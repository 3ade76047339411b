//! Default alias synthesis.
//!
//! When a registration omits the alias, the directory hands out the smallest
//! alias that sorts after the current maximum key. Successive defaults walk the
//! key space like spreadsheet columns: `a`, `b`, ..., `z`, `za`, `zb`, ...

/// First alias handed out by an empty directory.
pub const FIRST_ALIAS: &str = "a";

/// Returns the smallest successor of `current` over the alphabet `a`-`z`.
///
/// The rightmost character below `'z'` is incremented and everything after it
/// is dropped. When no such character exists (all `'z'`, or `current` is
/// empty) an `'a'` is appended instead.
///
/// The result is always strictly greater than `current`. Characters outside
/// the alphabet that sort above `'z'` are treated like `'z'`.
///
/// # Examples
///
/// ```
/// use alias_directory::utils::alias_synthesizer::next_after;
///
/// assert_eq!(next_after("az"), "b");
/// assert_eq!(next_after("zz"), "zza");
/// assert_eq!(next_after(""), "a");
/// ```
pub fn next_after(current: &str) -> String {
    let rightmost = current.char_indices().rev().find(|&(_, c)| c < 'z');

    match rightmost {
        Some((index, c)) => {
            let mut next = String::with_capacity(index + 1);
            next.push_str(&current[..index]);
            // `c < 'z'` implies ASCII, so the successor is a single byte.
            next.push(char::from(c as u8 + 1));
            next
        }
        None => format!("{current}{FIRST_ALIAS}"),
    }
}

/// Default alias for a directory whose greatest key is `maximum`.
pub fn default_alias(maximum: Option<&str>) -> String {
    match maximum {
        Some(key) => next_after(key),
        None => FIRST_ALIAS.to_string(),
    }
}
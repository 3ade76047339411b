//! Application configuration loaded from environment variables.
//!
//! Configuration is loaded once at startup and validated before the server
//! starts. A `.env` file in the working directory is honoured (loaded by
//! `main.rs` through `dotenvy`).
//!
//! ## Optional Variables
//!
//! - `LISTEN` - Bind address (default: `0.0.0.0:8090`)
//! - `RUST_LOG` - Log filter (default: `info`)
//! - `LOG_FORMAT` - Log format: `text` or `json` (default: `text`)
//!
//! Nothing is required: the directory is in-memory and needs no backing
//! services.

use anyhow::Result;
use std::env;
use std::net::SocketAddr;

const DEFAULT_LISTEN: &str = "0.0.0.0:8090";
const DEFAULT_LOG_LEVEL: &str = "info";
const DEFAULT_LOG_FORMAT: &str = "text";

/// Service configuration loaded from environment variables.
#[derive(Debug, Clone)]
pub struct Config {
    pub listen_addr: String,
    pub log_level: String,
    pub log_format: String,
}

impl Default for Config {
    fn default() -> Self {
        Self {
            listen_addr: DEFAULT_LISTEN.to_string(),
            log_level: DEFAULT_LOG_LEVEL.to_string(),
            log_format: DEFAULT_LOG_FORMAT.to_string(),
        }
    }
}

impl Config {
    /// Loads configuration from environment variables, falling back to
    /// defaults for anything unset.
    pub fn from_env() -> Self {
        let listen_addr = env::var("LISTEN").unwrap_or_else(|_| DEFAULT_LISTEN.to_string());
        let log_level = env::var("RUST_LOG").unwrap_or_else(|_| DEFAULT_LOG_LEVEL.to_string());
        let log_format =
            env::var("LOG_FORMAT").unwrap_or_else(|_| DEFAULT_LOG_FORMAT.to_string());

        Self {
            listen_addr,
            log_level,
            log_format,
        }
    }

    /// Validates the configuration.
    ///
    /// # Errors
    ///
    /// Returns an error if:
    /// - `log_format` is not `text` or `json`
    /// - `listen_addr` is not a `host:port` socket address
    pub fn validate(&self) -> Result<()> {
        if self.log_format != "text" && self.log_format != "json" {
            anyhow::bail!(
                "LOG_FORMAT must be 'text' or 'json', got '{}'",
                self.log_format
            );
        }

        if self.listen_addr.parse::<SocketAddr>().is_err() {
            anyhow::bail!(
                "LISTEN must be in format 'host:port', got '{}'",
                self.listen_addr
            );
        }

        Ok(())
    }

    /// Returns whether logs are emitted as JSON lines.
    pub fn is_json_logging(&self) -> bool {
        self.log_format == "json"
    }

    /// Logs the effective configuration.
    pub fn print_summary(&self) {
        tracing::info!("Configuration loaded:");
        tracing::info!("  Listen address: {}", self.listen_addr);
        tracing::info!("  Log level: {}", self.log_level);
        tracing::info!("  Log format: {}", self.log_format);
    }
}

────────────────────

▶ _WHAT TO PRODUCE_
What lines in the listing include the string "that"? Copy them out.

▶ _TASK SOLUTION_
//! alias that sorts after the current maximum key. Successive defaults walk the
/// the alphabet that sort above `'z'` are treated like `'z'`.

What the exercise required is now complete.